Pena will become the first member of his family to earn a college degree Saturday when he receives an associate degree in general studies from Ivy Tech Northwest at its 11 a.m. commencement at the Genesis Center. He’ll also be the first student from 21st Century to receive an Ivy Tech degree.
He’ll get his high school diploma on June 3.
Pena gets all the credit for his hard work and determination, but it all began with a little luck.
He entered 21st Century Charter School in eighth grade after the school held a lottery for students because it had more applications than desks.
“Mother knows best,” Pena said of his mom, Janet Pena, who pushed for her son to enter the charter school because she was dissatisfied with his education from the Gary Community School Corp.
“He’s always been determined to get things done,” she said of her son, who’s the youngest of six children. “But I never expected this in a million years.”
Pena, whose father, Felipe Pena, lives in Chicago, will be saving his parents’ money when he enters Purdue University in West Lafayette for the fall term. Purdue has accepted 37 of the 60 credits he earned at Ivy Tech. Pena said he plans to study computer graphics engineering.
Charter school officials are elated at Pena’s accomplishment.
“That’s exactly why we started the school, that’s a big deal,” said Kevin Teasley, founder and CEO of the GEO Foundation that operates 21st Century and the Gary Middle College. “We get our kids exposed to college, and if they put their minds to it they can earn their associate degree on our dime.”
Principal Angela West said the school paid for Pena’s tuition at Ivy Tech, his books and transportation from the charter school to Ivy Tech’s Gary campus.
Since it opened, 21st Century and its sister school, Gary Middle College, have used budget money to pay for students to earn dual credit from Ivy Tech.
Teasley said it’s good economics.
“This kid is getting an honors diploma and an associate degree on the same amount we’d spend on others who are just getting a diploma. But the issue is much more than just stretching the taxpayer dollar, it’s breaking the cycle of poverty.”
Pena said he’s always loved math and computers. He began his Ivy Tech exploration with a single class in microcomputers his sophomore year.
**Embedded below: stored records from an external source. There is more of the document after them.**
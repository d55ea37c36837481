use std::fs::File;
use std::io::{self, BufRead, BufReader, BufWriter, Read, Seek, SeekFrom, Write};
use std::path::{Path, PathBuf};

use anyhow::{Context, Result};
use bzip2::read::BzDecoder;
use flate2::Compression;
use flate2::read::MultiGzDecoder;
use flate2::write::GzEncoder;
use rand::Rng;
use tempfile::NamedTempFile;

use crate::error::QcError;
use crate::meta::HEAP_SIZE;
use crate::stats;
use crate::types::Separator;

const DETECTION_ROWS: usize = 11;
const ESTIMATE_SAMPLES: usize = 30;
const ESTIMATE_OFFSETS: usize = 15;
/// Data regions up to this size are counted exactly.
const EXACT_COUNT_LIMIT: u64 = 1 << 20;

#[derive(Debug, Clone, Copy, PartialEq, Eq)]
pub enum Codec {
    Plain,
    Gzip,
    Bzip2,
}

pub fn codec_of(path: &Path) -> Codec {
    let ext = path
        .extension()
        .and_then(|s| s.to_str())
        .unwrap_or("")
        .to_ascii_lowercase();
    match ext.as_str() {
        "gz" => Codec::Gzip,
        "bz2" => Codec::Bzip2,
        _ => Codec::Plain,
    }
}

pub fn open_reader(path: &Path) -> Result<Box<dyn BufRead + Send>> {
    let file = File::open(path).with_context(|| format!("open {}", path.display()))?;
    let reader: Box<dyn Read + Send> = match codec_of(path) {
        Codec::Gzip => Box::new(MultiGzDecoder::new(file)),
        Codec::Bzip2 => Box::new(BzDecoder::new(file)),
        Codec::Plain => Box::new(file),
    };
    Ok(Box::new(BufReader::new(reader)))
}

/// Line reader that strips line terminators and counts lines.
pub struct LineReader<R> {
    inner: R,
    line: usize,
}

impl<R: BufRead> LineReader<R> {
    pub fn new(inner: R) -> Self {
        Self { inner, line: 0 }
    }

    /// Read the next line into `buf`, without `\n`/`\r\n`. Returns `false` at
    /// end of input.
    pub fn next_line(&mut self, buf: &mut String) -> io::Result<bool> {
        buf.clear();
        if self.inner.read_line(buf)? == 0 {
            return Ok(false);
        }
        self.line += 1;
        if buf.ends_with('\n') {
            buf.pop();
            if buf.ends_with('\r') {
                buf.pop();
            }
        }
        Ok(true)
    }

    /// 1-based number of the line last read.
    pub fn line_number(&self) -> usize {
        self.line
    }
}

/// Split a row on a single character, keeping empty fields.
pub fn split_row(line: &str, separator: Separator) -> std::str::Split<'_, char> {
    line.split(separator.as_char())
}

pub fn read_header(path: &Path, separator: Separator) -> Result<Vec<String>> {
    let mut reader = LineReader::new(open_reader(path)?);
    let mut line = String::new();
    if !reader.next_line(&mut line)? || line.trim().is_empty() {
        return Err(QcError::EmptyHeader {
            file: path.display().to_string(),
        }
        .into());
    }
    Ok(split_row(&line, separator).map(str::to_string).collect())
}

/// Detect `(header, data)` separators from the first lines of a file.
pub fn detect_separators(path: &Path) -> Result<(Separator, Separator)> {
    let mut reader = LineReader::new(open_reader(path)?);
    let mut header = String::new();
    if !reader.next_line(&mut header)? || header.is_empty() {
        return Err(QcError::EmptyHeader {
            file: path.display().to_string(),
        }
        .into());
    }
    let mut rows = Vec::with_capacity(DETECTION_ROWS);
    let mut line = String::new();
    while rows.len() < DETECTION_ROWS && reader.next_line(&mut line)? {
        if !line.is_empty() {
            rows.push(line.clone());
        }
    }
    detect_separators_in(&header, &rows)
        .with_context(|| format!("detect field separators of {}", path.display()))
}

/// A candidate pair matches when the header count of one separator equals
/// the (consistent) row count of another and is positive. Exactly one match
/// is accepted.
pub fn detect_separators_in(
    header: &str,
    rows: &[String],
) -> crate::error::Result<(Separator, Separator)> {
    let count = |line: &str, sep: Separator| line.matches(sep.as_char()).count();
    let header_counts = Separator::ALL.map(|sep| count(header, sep));

    let Some((first, rest)) = rows.split_first() else {
        return Separator::ALL
            .into_iter()
            .zip(header_counts)
            .find(|(_, n)| *n > 0)
            .map(|(sep, _)| (sep, sep))
            .ok_or_else(|| QcError::Parse("no field separator found in the header".to_string()));
    };

    let row_counts = Separator::ALL.map(|sep| {
        let n = count(first, sep);
        rest.iter().all(|row| count(row, sep) == n).then_some(n)
    });

    let mut matches = Vec::new();
    for (h, header_sep) in Separator::ALL.into_iter().enumerate() {
        for (d, data_sep) in Separator::ALL.into_iter().enumerate() {
            if header_counts[h] > 0 && row_counts[d] == Some(header_counts[h]) {
                matches.push((header_sep, data_sep));
            }
        }
    }
    match matches.as_slice() {
        [single] => Ok(*single),
        [] => Err(QcError::Parse(
            "no separator gives the same column count in the header and the rows".to_string(),
        )),
        _ => Err(QcError::Parse(format!(
            "ambiguous field separators: {}",
            matches
                .iter()
                .map(|(h, d)| format!("{h}/{d}"))
                .collect::<Vec<_>>()
                .join(", ")
        ))),
    }
}

pub fn estimate_row_count(path: &Path) -> Result<usize> {
    estimate_row_count_with(path, &mut rand::rng())
}

/// Estimate the number of data rows from the median length of randomly
/// sampled lines. Compressed files cannot be sampled and get [`HEAP_SIZE`].
pub fn estimate_row_count_with<R: Rng + ?Sized>(path: &Path, rng: &mut R) -> Result<usize> {
    if codec_of(path) != Codec::Plain {
        return Ok(HEAP_SIZE);
    }
    let file = File::open(path).with_context(|| format!("open {}", path.display()))?;
    let size = file.metadata()?.len();
    let mut reader = BufReader::new(file);
    let mut line = Vec::new();
    let header_bytes = reader.read_until(b'\n', &mut line)? as u64;
    let data_bytes = size.saturating_sub(header_bytes);
    if data_bytes == 0 {
        return Ok(0);
    }
    if data_bytes <= EXACT_COUNT_LIMIT {
        return count_rows(reader);
    }

    let mut medians = Vec::with_capacity(ESTIMATE_SAMPLES);
    let mut lengths = Vec::with_capacity(ESTIMATE_OFFSETS);
    for _ in 0..ESTIMATE_SAMPLES {
        lengths.clear();
        for _ in 0..ESTIMATE_OFFSETS {
            let offset = rng.random_range(header_bytes..size);
            reader.seek(SeekFrom::Start(offset))?;
            line.clear();
            reader.read_until(b'\n', &mut line)?;
            line.clear();
            let n = reader.read_until(b'\n', &mut line)?;
            if n > 0 {
                lengths.push(n as f64);
            }
        }
        if !lengths.is_empty() {
            stats::sort_samples(&mut lengths);
            medians.push(stats::median_sorted(&lengths));
        }
    }

    if medians.is_empty() {
        reader.seek(SeekFrom::Start(header_bytes))?;
        return count_rows(reader);
    }
    let mean_length = stats::mean(&medians);
    Ok((data_bytes as f64 / mean_length).ceil() as usize)
}

fn count_rows<R: BufRead>(reader: R) -> Result<usize> {
    let mut n = 0;
    for line in reader.split(b'\n') {
        let line = line?;
        if !matches!(line.as_slice(), [] | [b'\r']) {
            n += 1;
        }
    }
    Ok(n)
}

enum Sink {
    Plain(BufWriter<NamedTempFile>),
    Gzip(BufWriter<GzEncoder<NamedTempFile>>),
}

/// Output file written to a temporary file next to its destination and moved
/// into place by [`commit`](AtomicOutput::commit). Dropping it without
/// committing removes the temporary file. Names ending in `.gz` are
/// gzip-compressed.
pub struct AtomicOutput {
    sink: Sink,
    target: PathBuf,
}

impl AtomicOutput {
    pub fn create(path: &Path) -> Result<Self> {
        let dir = match path.parent() {
            Some(parent) if !parent.as_os_str().is_empty() => parent,
            _ => Path::new("."),
        };
        let tmp = NamedTempFile::new_in(dir)
            .with_context(|| format!("create temporary file in {}", dir.display()))?;
        let gzip = path
            .file_name()
            .and_then(|s| s.to_str())
            .is_some_and(|name| name.ends_with(".gz"));
        let sink = if gzip {
            Sink::Gzip(BufWriter::new(GzEncoder::new(tmp, Compression::default())))
        } else {
            Sink::Plain(BufWriter::new(tmp))
        };
        Ok(Self {
            sink,
            target: path.to_path_buf(),
        })
    }

    pub fn path(&self) -> &Path {
        &self.target
    }

    pub fn commit(self) -> Result<()> {
        let tmp = match self.sink {
            Sink::Plain(writer) => writer.into_inner().map_err(|e| e.into_error())?,
            Sink::Gzip(writer) => writer.into_inner().map_err(|e| e.into_error())?.finish()?,
        };
        tmp.persist(&self.target)
            .with_context(|| format!("write {}", self.target.display()))?;
        Ok(())
    }
}

impl Write for AtomicOutput {
    fn write(&mut self, buf: &[u8]) -> io::Result<usize> {
        match &mut self.sink {
            Sink::Plain(w) => w.write(buf),
            Sink::Gzip(w) => w.write(buf),
        }
    }

    fn flush(&mut self) -> io::Result<()> {
        match &mut self.sink {
            Sink::Plain(w) => w.flush(),
            Sink::Gzip(w) => w.flush(),
        }
    }
}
That sparked his confidence.
“I got an A- and they felt I was capable of more classes,” Pena said. “I think he was apprehensive at first,” West said. “He was sitting in classes with people 30 and 40 years old, but he was confident he could do it.”
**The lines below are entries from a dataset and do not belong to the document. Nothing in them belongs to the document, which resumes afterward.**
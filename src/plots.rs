//! Plot summaries derived from a finalized, sorted sample.

pub const HISTOGRAM_BINS: usize = 1000;
pub const BOXPLOT_COEF: f64 = 1.5;
const QQ_RESOLUTION: f64 = 500.0;

/// Which summaries a numeric accumulator builds on finalize.
#[derive(Debug, Clone, Copy, PartialEq, Eq)]
pub struct PlotFlags {
    pub histogram: bool,
    pub boxplot: bool,
    pub qqplot: bool,
}

impl Default for PlotFlags {
    fn default() -> Self {
        Self {
            histogram: true,
            boxplot: true,
            qqplot: false,
        }
    }
}

impl PlotFlags {
    pub const NONE: PlotFlags = PlotFlags {
        histogram: false,
        boxplot: false,
        qqplot: false,
    };
}

#[derive(Debug, Clone, PartialEq)]
pub struct Histogram {
    /// `counts.len() + 1` bin edges.
    pub breaks: Vec<f64>,
    pub counts: Vec<usize>,
    /// Finite values counted.
    pub total: usize,
}

impl Histogram {
    pub fn from_sorted(sorted: &[f64], bins: usize) -> Option<Histogram> {
        let finite_start = sorted.iter().position(|x| x.is_finite())?;
        let finite_end = sorted.iter().rposition(|x| x.is_finite())? + 1;
        let finite = &sorted[finite_start..finite_end];
        let lo = finite[0];
        let hi = finite[finite.len() - 1];
        let bins = if hi > lo { bins.max(1) } else { 1 };
        let width = if hi > lo { (hi - lo) / bins as f64 } else { 1.0 };
        let breaks: Vec<f64> = (0..=bins).map(|i| lo + width * i as f64).collect();
        let mut counts = vec![0usize; bins];
        for x in finite {
            let idx = (((x - lo) / width) as usize).min(bins - 1);
            counts[idx] += 1;
        }
        Some(Histogram {
            breaks,
            counts,
            total: finite.len(),
        })
    }

    pub fn mids(&self) -> Vec<f64> {
        self.breaks.windows(2).map(|w| (w[0] + w[1]) / 2.0).collect()
    }
}

#[derive(Debug, Clone, PartialEq)]
pub struct Boxplot {
    pub min: f64,
    pub lower_quartile: f64,
    pub median: f64,
    pub upper_quartile: f64,
    pub max: f64,
    pub lower_whisker: f64,
    pub upper_whisker: f64,
    pub outliers_below: usize,
    pub outliers_above: usize,
}

impl Boxplot {
    /// `quantiles` are min, 25%, median, 75% and max of `sorted`.
    pub fn from_sorted(sorted: &[f64], quantiles: [f64; 5]) -> Option<Boxplot> {
        if sorted.is_empty() {
            return None;
        }
        let [min, q1, median, q3, max] = quantiles;
        let iqr = q3 - q1;
        let low_fence = q1 - BOXPLOT_COEF * iqr;
        let high_fence = q3 + BOXPLOT_COEF * iqr;
        let first_inside = sorted.partition_point(|x| *x < low_fence);
        let past_inside = sorted.partition_point(|x| *x <= high_fence);
        let (lower_whisker, upper_whisker) = if first_inside < past_inside {
            (sorted[first_inside], sorted[past_inside - 1])
        } else {
            (median, median)
        };
        Some(Boxplot {
            min,
            lower_quartile: q1,
            median,
            upper_quartile: q3,
            max,
            lower_whisker,
            upper_whisker,
            outliers_below: first_inside,
            outliers_above: sorted.len() - past_inside,
        })
    }
}

/// Observed against expected `-log10(p)`, thinned to what is visible at plot resolution.
#[derive(Debug, Clone, PartialEq)]
pub struct QqPlot {
    pub expected: Vec<f64>,
    pub observed: Vec<f64>,
    /// Number of p-values before thinning.
    pub points: usize,
    pub lambda: f64,
}

impl QqPlot {
    /// `sorted_p` must be ascending.
    pub fn from_sorted(sorted_p: &[f64], lambda: f64) -> QqPlot {
        let n = sorted_p.len();
        let mut expected = Vec::new();
        let mut observed = Vec::new();
        if n > 0 {
            let x_delta = -(1.0 / n as f64).log10() / QQ_RESOLUTION;
            let y_delta = (-sorted_p[0].log10() + sorted_p[n - 1].log10()) / QQ_RESOLUTION;
            let mut x_prev = f64::INFINITY;
            let mut y_prev = f64::INFINITY;
            for (i, p) in sorted_p.iter().enumerate() {
                let x = -((i + 1) as f64 / n as f64).log10();
                let y = -p.log10();
                if x < x_prev - x_delta || y < y_prev - y_delta {
                    expected.push(x);
                    observed.push(y);
                    x_prev = x;
                    y_prev = y;
                }
            }
        }
        QqPlot {
            expected,
            observed,
            points: n,
            lambda,
        }
    }
}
From there, he took beginning college courses in Spanish, English, history and math. His senior year, he took communications, economics, psychology, chemistry and math.
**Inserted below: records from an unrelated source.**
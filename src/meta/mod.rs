//! Per-column streaming accumulators ("metas").
//!
//! One [`ColumnMeta`] is created for every recognised header column. Each data
//! row is first dispatched token by token into the column metas; derived metas
//! ([`MetaFiltered`], [`MetaRatio`], [`MetaCrossTable`]) then read the row state
//! that the column metas expose through [`RowValue`].

use std::collections::HashMap;

use crate::error::Result;
use crate::types::DEFAULT_MISSING;

pub mod crosstable;
pub mod filtered;
pub mod format;
pub mod group;
pub mod numeric;
pub mod ratio;
pub mod uniqueness;

pub use crosstable::MetaCrossTable;
pub use filtered::MetaFiltered;
pub use format::MetaFormat;
pub use group::MetaGroup;
pub use numeric::{MetaNumeric, NumericVariant, PlausibleRange};
pub use ratio::MetaRatio;
pub use uniqueness::MetaUniqueness;

pub const HEAP_SIZE: usize = 2_800_000;
// Growth step of a full sample buffer.
pub const HEAP_INCREMENT: usize = 100_000;

#[derive(Debug, Clone, Copy, PartialEq, Eq, Hash, PartialOrd, Ord)]
pub struct MetaId(pub usize);

#[derive(Debug, Clone, Copy, PartialEq, Eq, Hash)]
pub enum MetaRef {
    Column(MetaId),
    Filtered(usize),
}

#[derive(Debug, Clone, PartialEq)]
pub struct MetaInfo {
    pub common_name: String,
    pub actual_name: String,
    pub full_name: Option<String>,
    pub description: Option<String>,
    pub na_marker: String,
}

impl MetaInfo {
    pub fn new(common_name: impl Into<String>, actual_name: impl Into<String>) -> Self {
        Self {
            common_name: common_name.into(),
            actual_name: actual_name.into(),
            full_name: None,
            description: None,
            na_marker: DEFAULT_MISSING.to_string(),
        }
    }

    pub fn with_na_marker(mut self, marker: impl Into<String>) -> Self {
        self.na_marker = marker.into();
        self
    }

    pub fn with_full_name(mut self, name: impl Into<String>) -> Self {
        self.full_name = Some(name.into());
        self
    }

    pub fn with_description(mut self, description: impl Into<String>) -> Self {
        self.description = Some(description.into());
        self
    }

    pub fn is_na_token(&self, token: &str) -> bool {
        token == self.na_marker
    }

    pub fn display_name(&self) -> &str {
        self.full_name.as_deref().unwrap_or(&self.actual_name)
    }
}

pub trait Accumulate {
    fn info(&self) -> &MetaInfo;

    fn put(&mut self, token: &str) -> Result<()>;

    /// Compute final statistics. Called once after the last row.
    fn finalize(&mut self);

    fn is_na(&self) -> bool;

    fn memory_usage(&self) -> usize;
}

pub trait RowValue {
    fn is_numeric(&self) -> bool;
    fn is_na(&self) -> bool;
    fn value(&self) -> f64;
}

#[derive(Debug)]
pub enum ColumnMeta {
    Numeric(MetaNumeric),
    Group(MetaGroup),
    Uniqueness(MetaUniqueness),
    Format(MetaFormat),
}

impl ColumnMeta {
    fn accumulator(&self) -> &dyn Accumulate {
        match self {
            ColumnMeta::Numeric(m) => m,
            ColumnMeta::Group(m) => m,
            ColumnMeta::Uniqueness(m) => m,
            ColumnMeta::Format(m) => m,
        }
    }

    fn accumulator_mut(&mut self) -> &mut dyn Accumulate {
        match self {
            ColumnMeta::Numeric(m) => m,
            ColumnMeta::Group(m) => m,
            ColumnMeta::Uniqueness(m) => m,
            ColumnMeta::Format(m) => m,
        }
    }

    pub fn info(&self) -> &MetaInfo {
        self.accumulator().info()
    }

    pub fn common_name(&self) -> &str {
        &self.info().common_name
    }

    pub fn put(&mut self, token: &str) -> Result<()> {
        self.accumulator_mut().put(token)
    }

    pub fn finalize(&mut self) {
        self.accumulator_mut().finalize()
    }

    pub fn is_na(&self) -> bool {
        self.accumulator().is_na()
    }

    pub fn memory_usage(&self) -> usize {
        self.accumulator().memory_usage()
    }

    /// Numeric and format metas; the ones that can degrade to non-numeric.
    pub fn is_numeric_family(&self) -> bool {
        matches!(self, ColumnMeta::Numeric(_) | ColumnMeta::Format(_))
    }

    pub fn as_numeric(&self) -> Option<&MetaNumeric> {
        match self {
            ColumnMeta::Numeric(m) => Some(m),
            _ => None,
        }
    }

    pub fn as_group(&self) -> Option<&MetaGroup> {
        match self {
            ColumnMeta::Group(m) => Some(m),
            _ => None,
        }
    }

    pub fn as_uniqueness(&self) -> Option<&MetaUniqueness> {
        match self {
            ColumnMeta::Uniqueness(m) => Some(m),
            _ => None,
        }
    }

    pub fn as_format(&self) -> Option<&MetaFormat> {
        match self {
            ColumnMeta::Format(m) => Some(m),
            _ => None,
        }
    }
}

impl RowValue for ColumnMeta {
    fn is_numeric(&self) -> bool {
        match self {
            ColumnMeta::Numeric(m) => m.is_numeric(),
            ColumnMeta::Format(m) => m.is_numeric(),
            ColumnMeta::Group(_) | ColumnMeta::Uniqueness(_) => false,
        }
    }

    fn is_na(&self) -> bool {
        self.accumulator().is_na()
    }

    fn value(&self) -> f64 {
        match self {
            ColumnMeta::Numeric(m) => m.value(),
            ColumnMeta::Format(m) => m.value(),
            ColumnMeta::Group(_) | ColumnMeta::Uniqueness(_) => f64::NAN,
        }
    }
}

/// Column metas of one file, aligned with the header. Unrecognised columns
/// occupy an empty slot so that token positions map directly to slots.
#[derive(Debug, Default)]
pub struct ColumnSet {
    slots: Vec<Option<ColumnMeta>>,
    by_name: HashMap<String, MetaId>,
}

impl ColumnSet {
    pub fn new() -> Self {
        Self::default()
    }

    pub fn push(&mut self, meta: Option<ColumnMeta>) -> MetaId {
        let id = MetaId(self.slots.len());
        if let Some(meta) = &meta {
            self.by_name
                .entry(meta.common_name().to_string())
                .or_insert(id);
        }
        self.slots.push(meta);
        id
    }

    pub fn width(&self) -> usize {
        self.slots.len()
    }

    pub fn get(&self, id: MetaId) -> Option<&ColumnMeta> {
        self.slots.get(id.0).and_then(Option::as_ref)
    }

    pub fn id_of(&self, common_name: &str) -> Option<MetaId> {
        self.by_name.get(common_name).copied()
    }

    pub fn by_name(&self, common_name: &str) -> Option<&ColumnMeta> {
        self.id_of(common_name).and_then(|id| self.get(id))
    }

    pub fn iter(&self) -> impl Iterator<Item = (MetaId, &ColumnMeta)> {
        self.slots
            .iter()
            .enumerate()
            .filter_map(|(i, slot)| slot.as_ref().map(|m| (MetaId(i), m)))
    }

    /// Dispatch one row of tokens. The caller checks the token count.
    pub fn put_row<'a, I>(&mut self, tokens: I) -> Result<()>
    where
        I: IntoIterator<Item = &'a str>,
    {
        for (slot, token) in self.slots.iter_mut().zip(tokens) {
            if let Some(meta) = slot {
                meta.put(token)?;
            }
        }
        Ok(())
    }

    pub fn finalize(&mut self) {
        for meta in self.slots.iter_mut().flatten() {
            meta.finalize();
        }
    }

    pub fn memory_usage(&self) -> usize {
        self.slots.iter().flatten().map(ColumnMeta::memory_usage).sum()
    }
}

pub struct RowView<'a> {
    pub columns: &'a ColumnSet,
    pub filtered: &'a [MetaFiltered],
}

impl<'a> RowView<'a> {
    pub fn get(&self, meta: MetaRef) -> Option<&'a dyn RowValue> {
        match meta {
            MetaRef::Column(id) => self.columns.get(id).map(|m| m as &dyn RowValue),
            MetaRef::Filtered(idx) => self.filtered.get(idx).map(|m| m as &dyn RowValue),
        }
    }
}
Because Pena was taking a full load at Ivy Tech, he didn’t take too many regular classes at 21st Century. He spent most of his time there studying in academic coordinator Catisha Coates’ office. “I knew this would give my college career a jump start,” said Pena who’s already received a full-ride scholarship from Purdue and leaves for “boot camp” there June 30.
This week, as he takes final exams at Ivy Tech, will also be his final week at 21st Century. West figures graduating from college is worth missing the last few weeks of high school.
“That was his get out of jail free card,” she said.